主張 医療者の果たせる役割に向かうのみ  PDF

 今年1月16日に新型コロナウイルスの初感染者が確認されてから、急速に拡大し、4月7日に7都府県に緊急事態宣言が発出され4月17日には全都道府県に拡大された。
 不要不急の外出自粛、密閉、密集、密接の三密を避ける行動が要請された。全ての学校が休校となり、企業ではテレワークが行われ、飲食業や小規模事業所でも営業自粛が行われた。初めは5月6日までの予定だったが感染拡大が収まらず、緊急事態宣言が全面解除されたのは5月25日だった。その間経済に与える影響も大きく、我々医療機関への影響も甚大なものとなった。
 多くの医療機関が医療従事者への感染や院内感染防止を心がけ診療してきた。しかし、感染防御のためのマスクや防護服、消毒液の不足が著しく、特に、感染症外来を担っている医療機関では、従事者の疲弊が起こった。
 協会では、4月14日から27日の期間、府内病院を対象に「新型コロナウイルス感染症拡大に伴う医療経営係る緊急アンケート調査」を実施。その結果に基づき4月30日、安倍晋三首相、加藤勝信厚労大臣らに対し「医療崩壊、地域包括ケアシステム破綻を招かないための緊急要請」を提出した(本紙第3074号既報)。続いて、診療所も対象に緊急アンケート調査を実施。この結果を受け、全ての医療機関の経営支援、感染防御の資材提供もしくはそのための財政支援を、国と京都府、京都市に5月28日付で要請した(本紙第3075号既報)。
 このような状態の中、国の補助である事業持続化給付金や、国民全員への1人10万円の支給もスピード感を持って、と言いながら遅々として進んでいない。給付申請の複雑さや、オンラインでの申請も給付されるまでの期間が長すぎるとの不満が聞かれる。

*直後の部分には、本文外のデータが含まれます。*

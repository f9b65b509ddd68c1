//! Seeded dice for combat.
//!
//! Every chance check in combat (weapon passive triggers, crits, dodges,
//! on-hit affixes, flee) draws from a [`Rolls`] cursor. A cursor is keyed by
//! the game seed, the encounter action nonce and the acting side, and each
//! draw advances a context counter, so the same seed always replays the same
//! sequence of outcomes.

use core::sync::atomic::{AtomicUsize, Ordering};

use crate::combat::Side;

/// Pure function from a 64-bit seed to a 32-bit draw.
///
/// Equal seeds must give equal draws; [`Rolls`] relies on this for replay.
pub trait RngOracle: Send + Sync {
    fn next_u32(&self, seed: u64) -> u32;

    /// Uniform value in `[0, 1)`.
    fn unit(&self, seed: u64) -> f64 {
        f64::from(self.next_u32(seed)) / (f64::from(u32::MAX) + 1.0)
    }
}

/// One PCG-XSH-RR step applied to the seed as state.
#[derive(Clone, Copy, Debug, Default)]
pub struct PcgRng;

const PCG_MUL: u64 = 6_364_136_223_846_793_005;
const PCG_INC: u64 = 1_442_695_040_888_963_407;

impl RngOracle for PcgRng {
    fn next_u32(&self, seed: u64) -> u32 {
        let state = seed.wrapping_mul(PCG_MUL).wrapping_add(PCG_INC);
        let xorshifted = (((state >> 18) ^ state) >> 27) as u32;
        xorshifted.rotate_right((state >> 59) as u32)
    }
}

/// Scripted RNG that replays a fixed list of values in order, wrapping around.
///
/// Used by tests and tooling to pin every chance branch:
/// [`FixedRng::always_succeed`] makes every chance with a positive probability
/// pass, [`FixedRng::always_fail`] makes every chance below 1.0 fail.
#[derive(Debug)]
pub struct FixedRng {
    values: Vec<u32>,
    cursor: AtomicUsize,
}

impl FixedRng {
    pub fn new(values: Vec<u32>) -> Self {
        let values = if values.is_empty() { vec![0] } else { values };
        Self {
            values,
            cursor: AtomicUsize::new(0),
        }
    }

    /// Builds the script from unit values in `[0, 1]`.
    pub fn from_units(units: &[f64]) -> Self {
        let values = units
            .iter()
            .map(|unit| (unit.clamp(0.0, 1.0) * f64::from(u32::MAX)) as u32)
            .collect();
        Self::new(values)
    }

    pub fn always(value: u32) -> Self {
        Self::new(vec![value])
    }

    pub fn always_succeed() -> Self {
        Self::always(0)
    }

    pub fn always_fail() -> Self {
        Self::always(u32::MAX)
    }

    /// Number of values drawn so far.
    pub fn draws(&self) -> usize {
        self.cursor.load(Ordering::Relaxed)
    }
}

impl RngOracle for FixedRng {
    fn next_u32(&self, _seed: u64) -> u32 {
        let index = self.cursor.fetch_add(1, Ordering::Relaxed);
        self.values[index % self.values.len()]
    }
}

/// Mixes the run seed, action nonce, acting side and draw index into one seed.
pub fn compute_seed(game_seed: u64, nonce: u64, actor_id: u32, draw: u32) -> u64 {
    let mixed = game_seed
        ^ nonce.wrapping_mul(0x9e37_79b9_7f4a_7c15)
        ^ u64::from(actor_id).wrapping_mul(0x517c_c1b7_2722_0a95)
        ^ u64::from(draw).wrapping_mul(0x85eb_ca6b);
    finalize(mixed)
}

/// Murmur3 64-bit finalizer.
fn finalize(mut h: u64) -> u64 {
    h ^= h >> 33;
    h = h.wrapping_mul(0xff51_afd7_ed55_8ccd);
    h ^ (h >> 33)
}

/// Sequential draw cursor for one resolver invocation.
///
/// Each call consumes exactly one draw, so evaluation order fully determines
/// which value answers which question.
pub struct Rolls<'a> {
    rng: &'a dyn RngOracle,
    game_seed: u64,
    nonce: u64,
    actor: Side,
    cursor: u32,
}

impl<'a> Rolls<'a> {
    pub fn new(rng: &'a dyn RngOracle, game_seed: u64, nonce: u64, actor: Side) -> Self {
        Self {
            rng,
            game_seed,
            nonce,
            actor,
            cursor: 0,
        }
    }

    /// Uniform value in `[0, 1)`.
    pub fn unit(&mut self) -> f64 {
        let seed = compute_seed(self.game_seed, self.nonce, self.actor.id(), self.cursor);
        self.cursor = self.cursor.wrapping_add(1);
        self.rng.unit(seed)
    }

    /// Returns true with the given probability. Probabilities are clamped to `[0, 1]`.
    pub fn chance(&mut self, probability: f64) -> bool {
        let probability = probability.clamp(0.0, 1.0);
        self.unit() < probability
    }

    /// Number of draws consumed so far.
    pub fn consumed(&self) -> u32 {
        self.cursor
    }
}

impl core::fmt::Debug for Rolls<'_> {
    fn fmt(&self, f: &mut core::fmt::Formatter<'_>) -> core::fmt::Result {
        f.debug_struct("Rolls")
            .field("game_seed", &self.game_seed)
            .field("nonce", &self.nonce)
            .field("actor", &self.actor)
            .field("cursor", &self.cursor)
            .finish()
    }
}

 緊急事態宣言の解除後もすぐにはお客や患者の増加は起こっておらず、経済に及ぼす影響は、しばらく続きそうである。
 協会の融資斡旋制度では運転資金の低利はそのままに協会手数料を無料にした。医療機関の収益悪化で、融資をお考えの会員に少しでもお役に立てれば幸いである。(関連3面)
 コロナウイルス感染の収束が見通せない中、我々医療者はできることを一生懸命やっていくことである。